BEGIN EXTRACTED DATA

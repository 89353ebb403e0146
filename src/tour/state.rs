use chrono::{DateTime, Utc};
use serde::{Deserialize, Serialize};
use std::collections::BTreeSet;

#[derive(Debug, Clone, Copy, Serialize, Deserialize, PartialEq, Eq)]
#[serde(rename_all = "camelCase")]
pub enum TourStatus {
    Idle,
    Active,
    Paused,
}

impl Default for TourStatus {
    fn default() -> Self {
        TourStatus::Idle
    }
}

/// Result of moving forward through a tour.
#[derive(Debug, Clone, PartialEq, Eq)]
pub enum Advance {
    /// Nothing was active.
    Ignored,
    Moved(usize),
    Completed(String),
}

#[derive(Debug, Clone, Default, Serialize, Deserialize, PartialEq)]
#[serde(rename_all = "camelCase", deny_unknown_fields)]
pub struct TourState {
    pub active_tour_id: Option<String>,
    pub current_step_index: usize,
    pub is_paused: bool,
    pub completed_tours: BTreeSet<String>,
    pub started_at: Option<DateTime<Utc>>,
}

impl TourState {
    pub fn new() -> Self {
        Self::default()
    }

    pub fn status(&self) -> TourStatus {
        match (&self.active_tour_id, self.is_paused) {
            (None, _) => TourStatus::Idle,
            (Some(_), false) => TourStatus::Active,
            (Some(_), true) => TourStatus::Paused,
        }
    }

    pub fn is_active(&self) -> bool {
        self.active_tour_id.is_some()
    }

    pub fn begin(&mut self, tour_id: &str, now: DateTime<Utc>) {
        self.active_tour_id = Some(tour_id.to_string());
        self.current_step_index = 0;
        self.is_paused = false;
        self.started_at = Some(now);
    }

    /// Moves to the next of `total_steps`, completing the tour after the last one.
    /// Ignored while idle or paused.
    pub fn advance(&mut self, total_steps: usize) -> Advance {
        if !self.is_active() || self.is_paused {
            return Advance::Ignored;
        }

        if self.current_step_index + 1 >= total_steps {
            return match self.complete() {
                Some(tour_id) => Advance::Completed(tour_id),
                None => Advance::Ignored,
            };
        }

        self.current_step_index += 1;
        Advance::Moved(self.current_step_index)
    }

    /// Returns true when the index actually moved. Ignored while paused.
    pub fn retreat(&mut self) -> bool {
        if !self.is_active() || self.is_paused || self.current_step_index == 0 {
            return false;
        }
        self.current_step_index -= 1;
        true
    }

    /// Returns true when the paused flag changed.
    pub fn set_paused(&mut self, paused: bool) -> bool {
        if !self.is_active() || self.is_paused == paused {
            return false;
        }
        self.is_paused = paused;
        true
    }

    /// Ends the active tour and records it complete.
    pub fn complete(&mut self) -> Option<String> {
        let tour_id = self.active_tour_id.clone()?;
        self.completed_tours.insert(tour_id.clone());
        self.reset_active();
        Some(tour_id)
    }

    /// Ends the active tour without recording completion.
    pub fn abandon(&mut self) -> Option<String> {
        let tour_id = self.active_tour_id.clone()?;
        self.reset_active();
        Some(tour_id)
    }

    pub fn forget_completion(&mut self, tour_id: &str) -> bool {
        self.completed_tours.remove(tour_id)
    }

    /// Pulls the index back inside `0..total_steps`. Returns true if it moved.
    pub fn clamp_index(&mut self, total_steps: usize) -> bool {
        let max_index = total_steps.saturating_sub(1);
        if self.current_step_index > max_index {
            self.current_step_index = max_index;
            return true;
        }
        false
    }

    /// Restores the idle invariants after rehydration from untrusted storage.
    pub fn normalize(&mut self) {
        if self.active_tour_id.is_none() {
            self.reset_active();
        }
    }

    fn reset_active(&mut self) {
        self.active_tour_id = None;
        self.current_step_index = 0;
        self.is_paused = false;
        self.started_at = None;
    }
}
mod types;

pub use types::{AnalyticsRecord, Feedback, TourSummary};

use chrono::{DateTime, Utc};
use serde::{Deserialize, Serialize};
use std::collections::BTreeMap;

const MAX_RECORDS: usize = 200;

/// Per-run walkthrough history. Only the tour controller writes to it.
#[derive(Debug, Clone, Default, Serialize, Deserialize, PartialEq)]
#[serde(transparent)]
pub struct AnalyticsRecorder {
    records: Vec<AnalyticsRecord>,
}

impl AnalyticsRecorder {
    pub fn new() -> Self {
        Self::default()
    }

    pub fn records(&self) -> &[AnalyticsRecord] {
        &self.records
    }

    pub fn latest(&self, tour_id: &str) -> Option<&AnalyticsRecord> {
        self.records.iter().rev().find(|r| r.tour_id == tour_id)
    }

    /// Opens a run. An unfinished previous run of the same tour is replaced.
    pub fn start_run(&mut self, tour_id: &str, now: DateTime<Utc>) -> &AnalyticsRecord {
        if let Some(pos) = self.records.iter().rposition(|r| r.tour_id == tour_id) {
            if !self.records[pos].completed {
                self.records.remove(pos);
            }
        }

        self.records.push(AnalyticsRecord::new(tour_id, now));

        if self.records.len() > MAX_RECORDS {
            let overflow = self.records.len() - MAX_RECORDS;
            self.records.drain(..overflow);
        }

        &self.records[self.records.len() - 1]
    }

    pub fn record_visit(&mut self, tour_id: &str, index: usize) {
        if let Some(record) = self.open_run(tour_id) {
            record.steps_visited.push(index);
        }
    }

    pub fn record_skip(&mut self, tour_id: &str, index: usize) {
        if let Some(record) = self.open_run(tour_id) {
            record.skipped_steps.push(index);
        }
    }

    pub fn complete_run(&mut self, tour_id: &str, now: DateTime<Utc>) {
        if let Some(record) = self.open_run(tour_id) {
            record.completed = true;
            record.completed_at = Some(now);
        }
    }

    /// Attaches feedback to the most recent run of `tour_id`.
    pub fn record_feedback(&mut self, tour_id: &str, feedback: Feedback) -> bool {
        match self.records.iter_mut().rev().find(|r| r.tour_id == tour_id) {
            Some(record) => {
                record.feedback = Some(feedback);
                true
            }
            None => false,
        }
    }

    pub fn summary(&self) -> Vec<TourSummary> {
        let mut grouped: BTreeMap<&str, Vec<&AnalyticsRecord>> = BTreeMap::new();
        for record in &self.records {
            grouped.entry(record.tour_id.as_str()).or_default().push(record);
        }

        grouped
            .into_iter()
            .map(|(tour_id, runs)| {
                let skipped: usize = runs.iter().map(|r| r.skipped_steps.len()).sum();
                TourSummary {
                    tour_id: tour_id.to_string(),
                    runs: runs.len(),
                    completions: runs.iter().filter(|r| r.completed).count(),
                    average_skipped: skipped as f64 / runs.len() as f64,
                    positive_feedback: runs
                        .iter()
                        .filter(|r| r.feedback == Some(Feedback::Positive))
                        .count(),
                    negative_feedback: runs
                        .iter()
                        .filter(|r| r.feedback == Some(Feedback::Negative))
                        .count(),
                }
            })
            .collect()
    }

    fn open_run(&mut self, tour_id: &str) -> Option<&mut AnalyticsRecord> {
        self.records
            .iter_mut()
            .rev()
            .find(|r| r.tour_id == tour_id && !r.completed)
    }
}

END EXTRACTED DATA

Each entry must appear again in the answer exactly as written.

■ **EXERCISE SOLUTION**:
repository 89353ebb403e0146
filename src/tour/state.rs
use chrono::{DateTime, Utc};
use serde::{Deserialize, Serialize};
use std::collections::BTreeSet;

#[derive(Debug, Clone, Copy, Serialize, Deserialize, PartialEq, Eq)]
#[serde(rename_all = "camelCase")]
pub enum TourStatus {
    Idle,
    Active,
    Paused,
}

impl Default for TourStatus {
    fn default() -> Self {
        TourStatus::Idle
    }
}

/// Result of moving forward through a tour.
#[derive(Debug, Clone, PartialEq, Eq)]
pub enum Advance {
    /// Nothing was active.
    Ignored,
    Moved(usize),
    Completed(String),
}

#[derive(Debug, Clone, Default, Serialize, Deserialize, PartialEq)]
#[serde(rename_all = "camelCase", deny_unknown_fields)]
pub struct TourState {
    pub active_tour_id: Option<String>,
    pub current_step_index: usize,
    pub is_paused: bool,
    pub completed_tours: BTreeSet<String>,
    pub started_at: Option<DateTime<Utc>>,
}

impl TourState {
    pub fn new() -> Self {
        Self::default()
    }

    pub fn status(&self) -> TourStatus {
        match (&self.active_tour_id, self.is_paused) {
            (None, _) => TourStatus::Idle,
            (Some(_), false) => TourStatus::Active,
            (Some(_), true) => TourStatus::Paused,
        }
    }

    pub fn is_active(&self) -> bool {
        self.active_tour_id.is_some()
    }

    pub fn begin(&mut self, tour_id: &str, now: DateTime<Utc>) {
        self.active_tour_id = Some(tour_id.to_string());
        self.current_step_index = 0;
        self.is_paused = false;
        self.started_at = Some(now);
    }

    /// Moves to the next of `total_steps`, completing the tour after the last one.
    /// Ignored while idle or paused.
    pub fn advance(&mut self, total_steps: usize) -> Advance {
        if !self.is_active() || self.is_paused {
            return Advance::Ignored;
        }

        if self.current_step_index + 1 >= total_steps {
            return match self.complete() {
                Some(tour_id) => Advance::Completed(tour_id),
                None => Advance::Ignored,
            };
        }

        self.current_step_index += 1;
        Advance::Moved(self.current_step_index)
    }

    /// Returns true when the index actually moved. Ignored while paused.
    pub fn retreat(&mut self) -> bool {
        if !self.is_active() || self.is_paused || self.current_step_index == 0 {
            return false;
        }
        self.current_step_index -= 1;
        true
    }

    /// Returns true when the paused flag changed.
    pub fn set_paused(&mut self, paused: bool) -> bool {
        if !self.is_active() || self.is_paused == paused {
            return false;
        }
        self.is_paused = paused;
        true
    }

    /// Ends the active tour and records it complete.
    pub fn complete(&mut self) -> Option<String> {
        let tour_id = self.active_tour_id.clone()?;
        self.completed_tours.insert(tour_id.clone());
        self.reset_active();
        Some(tour_id)
    }

    /// Ends the active tour without recording completion.
    pub fn abandon(&mut self) -> Option<String> {
        let tour_id = self.active_tour_id.clone()?;
        self.reset_active();
        Some(tour_id)
    }

    pub fn forget_completion(&mut self, tour_id: &str) -> bool {
        self.completed_tours.remove(tour_id)
    }

    /// Pulls the index back inside `0..total_steps`. Returns true if it moved.
    pub fn clamp_index(&mut self, total_steps: usize) -> bool {
        let max_index = total_steps.saturating_sub(1);
        if self.current_step_index > max_index {
            self.current_step_index = max_index;
            return true;
        }
        false
    }

    /// Restores the idle invariants after rehydration from untrusted storage.
    pub fn normalize(&mut self) {
        if self.active_tour_id.is_none() {
            self.reset_active();
        }
    }

    fn reset_active(&mut self) {
        self.active_tour_id = None;
        self.current_step_index = 0;
        self.is_paused = false;
        self.started_at = None;
    }
}
mod types;

pub use types::{AnalyticsRecord, Feedback, TourSummary};

use chrono::{DateTime, Utc};
use serde::{Deserialize, Serialize};
use std::collections::BTreeMap;

const MAX_RECORDS: usize = 200;

/// Per-run walkthrough history. Only the tour controller writes to it.
#[derive(Debug, Clone, Default, Serialize, Deserialize, PartialEq)]
#[serde(transparent)]
pub struct AnalyticsRecorder {
    records: Vec<AnalyticsRecord>,
}

impl AnalyticsRecorder {
    pub fn new() -> Self {
        Self::default()
    }

    pub fn records(&self) -> &[AnalyticsRecord] {
        &self.records
    }

    pub fn latest(&self, tour_id: &str) -> Option<&AnalyticsRecord> {
        self.records.iter().rev().find(|r| r.tour_id == tour_id)
    }

    /// Opens a run. An unfinished previous run of the same tour is replaced.
    pub fn start_run(&mut self, tour_id: &str, now: DateTime<Utc>) -> &AnalyticsRecord {
        if let Some(pos) = self.records.iter().rposition(|r| r.tour_id == tour_id) {
            if !self.records[pos].completed {
                self.records.remove(pos);
            }
        }

        self.records.push(AnalyticsRecord::new(tour_id, now));

        if self.records.len() > MAX_RECORDS {
            let overflow = self.records.len() - MAX_RECORDS;
            self.records.drain(..overflow);
        }

        &self.records[self.records.len() - 1]
    }

    pub fn record_visit(&mut self, tour_id: &str, index: usize) {
        if let Some(record) = self.open_run(tour_id) {
            record.steps_visited.push(index);
        }
    }

    pub fn record_skip(&mut self, tour_id: &str, index: usize) {
        if let Some(record) = self.open_run(tour_id) {
            record.skipped_steps.push(index);
        }
    }

    pub fn complete_run(&mut self, tour_id: &str, now: DateTime<Utc>) {
        if let Some(record) = self.open_run(tour_id) {
            record.completed = true;
            record.completed_at = Some(now);
        }
    }

    /// Attaches feedback to the most recent run of `tour_id`.
    pub fn record_feedback(&mut self, tour_id: &str, feedback: Feedback) -> bool {
        match self.records.iter_mut().rev().find(|r| r.tour_id == tour_id) {
            Some(record) => {
                record.feedback = Some(feedback);
                true
            }
            None => false,
        }
    }

    pub fn summary(&self) -> Vec<TourSummary> {
        let mut grouped: BTreeMap<&str, Vec<&AnalyticsRecord>> = BTreeMap::new();
        for record in &self.records {
            grouped.entry(record.tour_id.as_str()).or_default().push(record);
        }

        grouped
            .into_iter()
            .map(|(tour_id, runs)| {
                let skipped: usize = runs.iter().map(|r| r.skipped_steps.len()).sum();
                TourSummary {
                    tour_id: tour_id.to_string(),
                    runs: runs.len(),
                    completions: runs.iter().filter(|r| r.completed).count(),
                    average_skipped: skipped as f64 / runs.len() as f64,
                    positive_feedback: runs
                        .iter()
                        .filter(|r| r.feedback == Some(Feedback::Positive))
                        .count(),
                    negative_feedback: runs
                        .iter()
                        .filter(|r| r.feedback == Some(Feedback::Negative))
                        .count(),
                }
            })
            .collect()
    }

    fn open_run(&mut self, tour_id: &str) -> Option<&mut AnalyticsRecord> {
        self.records
            .iter_mut()
            .rev()
            .find(|r| r.tour_id == tour_id && !r.completed)
    }
}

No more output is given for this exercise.